Exercise description | Which lines of the data contain the string "form"? Copy every one.

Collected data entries

****************************************

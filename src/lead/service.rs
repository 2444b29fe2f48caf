//! Lead submission service.

use std::net::IpAddr;
use std::sync::Arc;

use thiserror::Error;

use crate::integrations::{CaptchaError, CaptchaVerifier};
use crate::lead::form::{ContactSubmission, FieldErrors};
use crate::lead::model::Lead;
use crate::observability::metrics;
use crate::storage::{LeadStore, StorageError};

/// Why a submission did not produce a lead.
#[derive(Debug, Error)]
pub enum SubmitError {
    /// One or more fields failed validation.
    #[error("invalid fields: {}", .0.fields().join(", "))]
    Invalid(FieldErrors),

    #[error(transparent)]
    Captcha(#[from] CaptchaError),

    #[error(transparent)]
    Storage(#[from] StorageError),
}

impl SubmitError {
    /// Outcome label used for metrics.
    pub fn outcome(&self) -> &'static str {
        match self {
            SubmitError::Invalid(_) => "invalid",
            SubmitError::Captcha(CaptchaError::Rejected(_)) => "captcha_rejected",
            SubmitError::Captcha(CaptchaError::Unavailable(_)) => "captcha_unavailable",
            SubmitError::Storage(e) if e.is_transient() => "storage_transient",
            SubmitError::Storage(_) => "storage_permanent",
        }
    }
}

/// Validates submissions and persists them through the injected store.
#[derive(Clone)]
pub struct LeadService {
    store: Arc<dyn LeadStore>,
    captcha: Option<Arc<dyn CaptchaVerifier>>,
}

impl LeadService {
    pub fn new(store: Arc<dyn LeadStore>) -> Self {
        Self {
            store,
            captcha: None,
        }
    }

    /// Require a captcha token on every submission.
    pub fn with_captcha(mut self, verifier: Arc<dyn CaptchaVerifier>) -> Self {
        self.captcha = Some(verifier);
        self
    }

    pub fn captcha_enabled(&self) -> bool {
        self.captcha.is_some()
    }

    /// Validate, verify and persist one submission.
    ///
    /// Captcha is only consulted once the fields are valid.
    pub async fn submit(
        &self,
        submission: &ContactSubmission,
        client_ip: Option<IpAddr>,
    ) -> Result<Lead, SubmitError> {
        let result = self.try_submit(submission, client_ip).await;
        match &result {
            Ok(_) => metrics::record_submission("created"),
            Err(e) => metrics::record_submission(e.outcome()),
        }
        result
    }

    async fn try_submit(
        &self,
        submission: &ContactSubmission,
        client_ip: Option<IpAddr>,
    ) -> Result<Lead, SubmitError> {
        let new_lead = submission.validate().map_err(SubmitError::Invalid)?;

        if let Some(verifier) = &self.captcha {
            verifier.verify(&submission.captcha_token, client_ip).await?;
        }

        Ok(self.store.create(new_lead).await?)
    }
}

#[cfg(test)]
mod tests {
    use super::*;
    use crate::lead::form::Field;
    use crate::lead::model::NewLead;
    use crate::storage::MemoryStore;
    use async_trait::async_trait;

    struct BrokenStore(fn() -> StorageError);

    #[async_trait]
    impl LeadStore for BrokenStore {
        async fn create(&self, _lead: NewLead) -> Result<Lead, StorageError> {
            Err((self.0)())
        }

        async fn list(&self) -> Result<Vec<Lead>, StorageError> {
            Ok(Vec::new())
        }
    }

    struct FixedCaptcha(fn() -> Result<(), CaptchaError>);

    #[async_trait]
    impl CaptchaVerifier for FixedCaptcha {
        async fn verify(&self, _token: &str, _ip: Option<IpAddr>) -> Result<(), CaptchaError> {
            (self.0)()
        }
    }

    fn valid() -> ContactSubmission {
        ContactSubmission {
            name: "Стас".into(),
            email: "stas@example.com".into(),
            message: "Хочу заказать сайт".into(),
            captcha_token: "token".into(),
        }
    }

    #[tokio::test]
    async fn valid_submission_is_persisted() {
        let store = MemoryStore::new();
        let service = LeadService::new(Arc::new(store.clone()));

        let lead = service.submit(&valid(), None).await.unwrap();

        assert_eq!(lead.name, "Стас");
        assert_eq!(store.list().await.unwrap(), vec![lead]);
    }

    #[tokio::test]
    async fn invalid_submission_is_not_persisted() {
        let store = MemoryStore::new();
        let service = LeadService::new(Arc::new(store.clone()));
        let submission = ContactSubmission {
            email: "not-an-email".into(),
            ..valid()
        };

        let err = service.submit(&submission, None).await.unwrap_err();

        match err {
            SubmitError::Invalid(errors) => assert!(errors.has(Field::Email)),
            other => panic!("unexpected error: {other:?}"),
        }
        assert!(store.is_empty());
    }

    #[tokio::test]
    async fn storage_errors_keep_their_class() {
        let transient = LeadService::new(Arc::new(BrokenStore(|| {
            StorageError::Unavailable("database is locked".into())
        })));
        let err = transient.submit(&valid(), None).await.unwrap_err();
        assert_eq!(err.outcome(), "storage_transient");

        let permanent = LeadService::new(Arc::new(BrokenStore(|| {
            StorageError::Constraint("CHECK constraint failed".into())
        })));
        let err = permanent.submit(&valid(), None).await.unwrap_err();
        assert_eq!(err.outcome(), "storage_permanent");
    }

    #[tokio::test]
    async fn rejected_captcha_blocks_persistence() {
        let store = MemoryStore::new();
        let service = LeadService::new(Arc::new(store.clone())).with_captcha(Arc::new(FixedCaptcha(
            || Err(CaptchaError::Rejected(vec!["invalid-input-response".into()])),
        )));

        let err = service.submit(&valid(), None).await.unwrap_err();

        assert_eq!(err.outcome(), "captcha_rejected");
        assert!(store.is_empty());
    }

    #[tokio::test]
    async fn captcha_is_skipped_for_invalid_fields() {
        let service = LeadService::new(Arc::new(MemoryStore::new()))
            .with_captcha(Arc::new(FixedCaptcha(|| panic!("captcha must not be consulted"))));
        let submission = ContactSubmission {
            message: String::new(),
            ..valid()
        };

        let err = service.submit(&submission, None).await.unwrap_err();
        assert_eq!(err.outcome(), "invalid");
    }
}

****************************************

Solution for this task |
use crate::lead::form::{ContactSubmission, FieldErrors};
    use crate::lead::form::Field;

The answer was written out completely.